- Assignment -
With nothing omitted, transcribe the entries exactly as written.

Stored data
>>>>

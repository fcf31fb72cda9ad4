use axum::extract::multipart::MultipartRejection;
use axum::extract::{Multipart, Path, State};
use axum::response::{IntoResponse, Response};

use crate::handlers::base_url::BaseUrl;
use crate::handlers::form::read_event_form;
use crate::state::AppState;
use crate::utils::error::AppError;
use crate::utils::response::{created, message, success};

/// GET / - List all events
pub async fn list_events(
    State(state): State<AppState>,
    BaseUrl(base_url): BaseUrl,
) -> Result<Response, AppError> {
    let events = state.events.list(&base_url).await?;
    Ok(success(events).into_response())
}

/// GET /getEvent/:id
pub async fn get_event(
    State(state): State<AppState>,
    Path(id): Path<String>,
    BaseUrl(base_url): BaseUrl,
) -> Result<Response, AppError> {
    let event = state.events.get(&id, &base_url).await?;
    Ok(success(event).into_response())
}

/// POST /createEvent - responds with the event as stored
pub async fn create_event(
    State(state): State<AppState>,
    multipart: Result<Multipart, MultipartRejection>,
) -> Result<Response, AppError> {
    let form = read_event_form(multipart).await?;
    let event = state.events.create(form.input, form.image).await?;
    Ok(created(event).into_response())
}

/// PUT /updateEvent/:id
pub async fn update_event(
    State(state): State<AppState>,
    Path(id): Path<String>,
    BaseUrl(base_url): BaseUrl,
    multipart: Result<Multipart, MultipartRejection>,
) -> Result<Response, AppError> {
    let form = read_event_form(multipart).await?;
    let event = state
        .events
        .update(&id, form.input, form.image, &base_url)
        .await?;
    Ok(success(event).into_response())
}

/// DELETE /deleteEvent/:id
pub async fn delete_event(
    State(state): State<AppState>,
    Path(id): Path<String>,
) -> Result<Response, AppError> {
    state.events.delete(&id).await?;
    Ok(message("Event deleted successfully").into_response())
}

<<<<

- Result of the exercise -
repository fcf31fb72cda9ad4
use axum::extract::multipart::MultipartRejection;
use axum::extract::{Multipart, Path, State};
use axum::response::{IntoResponse, Response};

use crate::handlers::base_url::BaseUrl;
use crate::handlers::form::read_event_form;
use crate::state::AppState;
use crate::utils::error::AppError;
use crate::utils::response::{created, message, success};

/// GET / - List all events
pub async fn list_events(
    State(state): State<AppState>,
    BaseUrl(base_url): BaseUrl,
) -> Result<Response, AppError> {
    let events = state.events.list(&base_url).await?;
    Ok(success(events).into_response())
}

/// GET /getEvent/:id
pub async fn get_event(
    State(state): State<AppState>,
    Path(id): Path<String>,
    BaseUrl(base_url): BaseUrl,
) -> Result<Response, AppError> {
    let event = state.events.get(&id, &base_url).await?;
    Ok(success(event).into_response())
}

/// POST /createEvent - responds with the event as stored
pub async fn create_event(
    State(state): State<AppState>,
    multipart: Result<Multipart, MultipartRejection>,
) -> Result<Response, AppError> {
    let form = read_event_form(multipart).await?;
    let event = state.events.create(form.input, form.image).await?;
    Ok(created(event).into_response())
}

/// PUT /updateEvent/:id
pub async fn update_event(
    State(state): State<AppState>,
    Path(id): Path<String>,
    BaseUrl(base_url): BaseUrl,
    multipart: Result<Multipart, MultipartRejection>,
) -> Result<Response, AppError> {
    let form = read_event_form(multipart).await?;
    let event = state
        .events
        .update(&id, form.input, form.image, &base_url)
        .await?;
    Ok(success(event).into_response())
}

/// DELETE /deleteEvent/:id
pub async fn delete_event(
    State(state): State<AppState>,
    Path(id): Path<String>,
) -> Result<Response, AppError> {
    state.events.delete(&id).await?;
    Ok(message("Event deleted successfully").into_response())
}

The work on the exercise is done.